- [TASK DIRECTIONS]: Please give the records below back in full, exactly as shown.

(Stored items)
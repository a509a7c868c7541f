//! Solver configuration.

#[cfg(feature = "serde")]
use serde::{Deserialize, Serialize};

/// Configuration for the branch-and-bound engine.
///
/// # Examples
///
/// ```
/// use u_biknap::solver::SolverConfig;
///
/// let config = SolverConfig::default()
///     .with_tolerance(1e-9)
///     .with_time_limit_ms(60_000)
///     .with_node_limit(10_000_000);
/// ```
#[derive(Debug, Clone)]
#[cfg_attr(feature = "serde", derive(Serialize, Deserialize))]
pub struct SolverConfig {
    /// Relative tolerance for floating-point comparisons.
    ///
    /// Each comparison scales this by `max(1, |reference value|)`, so it
    /// behaves relatively for large magnitudes and absolutely near zero.
    /// Equality side constraints are tolerance-bounded, never exact binary
    /// equality.
    pub tolerance: f64,

    /// Wall-clock budget per optimizer call, in milliseconds. 0 = no limit.
    ///
    /// Exceeding the budget yields a `Truncated` outcome carrying the
    /// incumbent found so far, distinct from `Optimal`.
    pub time_limit_ms: u64,

    /// Maximum number of search nodes per optimizer call. 0 = no limit.
    pub node_limit: u64,
}

impl Default for SolverConfig {
    fn default() -> Self {
        Self {
            tolerance: 1e-9,
            time_limit_ms: 0,
            node_limit: 0,
        }
    }
}

impl SolverConfig {
    pub fn with_tolerance(mut self, tolerance: f64) -> Self {
        self.tolerance = tolerance;
        self
    }

    pub fn with_time_limit_ms(mut self, ms: u64) -> Self {
        self.time_limit_ms = ms;
        self
    }

    pub fn with_node_limit(mut self, nodes: u64) -> Self {
        self.node_limit = nodes;
        self
    }

    /// Validates the configuration.
    pub fn validate(&self) -> Result<(), String> {
        if !self.tolerance.is_finite() || self.tolerance <= 0.0 {
            return Err(format!(
                "tolerance must be finite and positive, got {}",
                self.tolerance
            ));
        }
        if self.tolerance >= 1.0 {
            return Err(format!("tolerance must be less than 1, got {}", self.tolerance));
        }
        Ok(())
    }
}

#[cfg(test)]
mod tests {
    use super::*;

    #[test]
    fn test_default_config() {
        let config = SolverConfig::default();
        assert!((config.tolerance - 1e-9).abs() < 1e-18);
        assert_eq!(config.time_limit_ms, 0);
        assert_eq!(config.node_limit, 0);
    }

    #[test]
    fn test_builder() {
        let config = SolverConfig::default()
            .with_tolerance(1e-6)
            .with_time_limit_ms(500)
            .with_node_limit(1_000);
        assert!((config.tolerance - 1e-6).abs() < 1e-15);
        assert_eq!(config.time_limit_ms, 500);
        assert_eq!(config.node_limit, 1_000);
    }

    #[test]
    fn test_validate_ok() {
        assert!(SolverConfig::default().validate().is_ok());
    }

    #[test]
    fn test_validate_bad_tolerance() {
        assert!(SolverConfig::default().with_tolerance(0.0).validate().is_err());
        assert!(SolverConfig::default().with_tolerance(-1e-9).validate().is_err());
        assert!(SolverConfig::default().with_tolerance(f64::NAN).validate().is_err());
        assert!(SolverConfig::default().with_tolerance(2.0).validate().is_err());
    }
}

- [SOLUTION FOR THIS TASK]:
repository a509a7c868c7541f
//! Solver configuration.

#[cfg(feature = "serde")]
use serde::{Deserialize, Serialize};

/// Configuration for the branch-and-bound engine.
///
/// # Examples
///
/// ```
/// use u_biknap::solver::SolverConfig;
///
/// let config = SolverConfig::default()
///     .with_tolerance(1e-9)
///     .with_time_limit_ms(60_000)
///     .with_node_limit(10_000_000);
/// ```
#[derive(Debug, Clone)]
#[cfg_attr(feature = "serde", derive(Serialize, Deserialize))]
pub struct SolverConfig {
    /// Relative tolerance for floating-point comparisons.
    ///
    /// Each comparison scales this by `max(1, |reference value|)`, so it
    /// behaves relatively for large magnitudes and absolutely near zero.
    /// Equality side constraints are tolerance-bounded, never exact binary
    /// equality.
    pub tolerance: f64,

    /// Wall-clock budget per optimizer call, in milliseconds. 0 = no limit.
    ///
    /// Exceeding the budget yields a `Truncated` outcome carrying the
    /// incumbent found so far, distinct from `Optimal`.
    pub time_limit_ms: u64,

    /// Maximum number of search nodes per optimizer call. 0 = no limit.
    pub node_limit: u64,
}

impl Default for SolverConfig {
    fn default() -> Self {
        Self {
            tolerance: 1e-9,
            time_limit_ms: 0,
            node_limit: 0,
        }
    }
}

impl SolverConfig {
    pub fn with_tolerance(mut self, tolerance: f64) -> Self {
        self.tolerance = tolerance;
        self
    }

    pub fn with_time_limit_ms(mut self, ms: u64) -> Self {
        self.time_limit_ms = ms;
        self
    }

    pub fn with_node_limit(mut self, nodes: u64) -> Self {
        self.node_limit = nodes;
        self
    }

    /// Validates the configuration.
    pub fn validate(&self) -> Result<(), String> {
        if !self.tolerance.is_finite() || self.tolerance <= 0.0 {
            return Err(format!(
                "tolerance must be finite and positive, got {}",
                self.tolerance
            ));
        }
        if self.tolerance >= 1.0 {
            return Err(format!("tolerance must be less than 1, got {}", self.tolerance));
        }
        Ok(())
    }
}

#[cfg(test)]
mod tests {
    use super::*;

    #[test]
    fn test_default_config() {
        let config = SolverConfig::default();
        assert!((config.tolerance - 1e-9).abs() < 1e-18);
        assert_eq!(config.time_limit_ms, 0);
        assert_eq!(config.node_limit, 0);
    }

    #[test]
    fn test_builder() {
        let config = SolverConfig::default()
            .with_tolerance(1e-6)
            .with_time_limit_ms(500)
            .with_node_limit(1_000);
        assert!((config.tolerance - 1e-6).abs() < 1e-15);
        assert_eq!(config.time_limit_ms, 500);
        assert_eq!(config.node_limit, 1_000);
    }

    #[test]
    fn test_validate_ok() {
        assert!(SolverConfig::default().validate().is_ok());
    }

    #[test]
    fn test_validate_bad_tolerance() {
        assert!(SolverConfig::default().with_tolerance(0.0).validate().is_err());
        assert!(SolverConfig::default().with_tolerance(-1e-9).validate().is_err());
        assert!(SolverConfig::default().with_tolerance(f64::NAN).validate().is_err());
        assert!(SolverConfig::default().with_tolerance(2.0).validate().is_err());
    }
}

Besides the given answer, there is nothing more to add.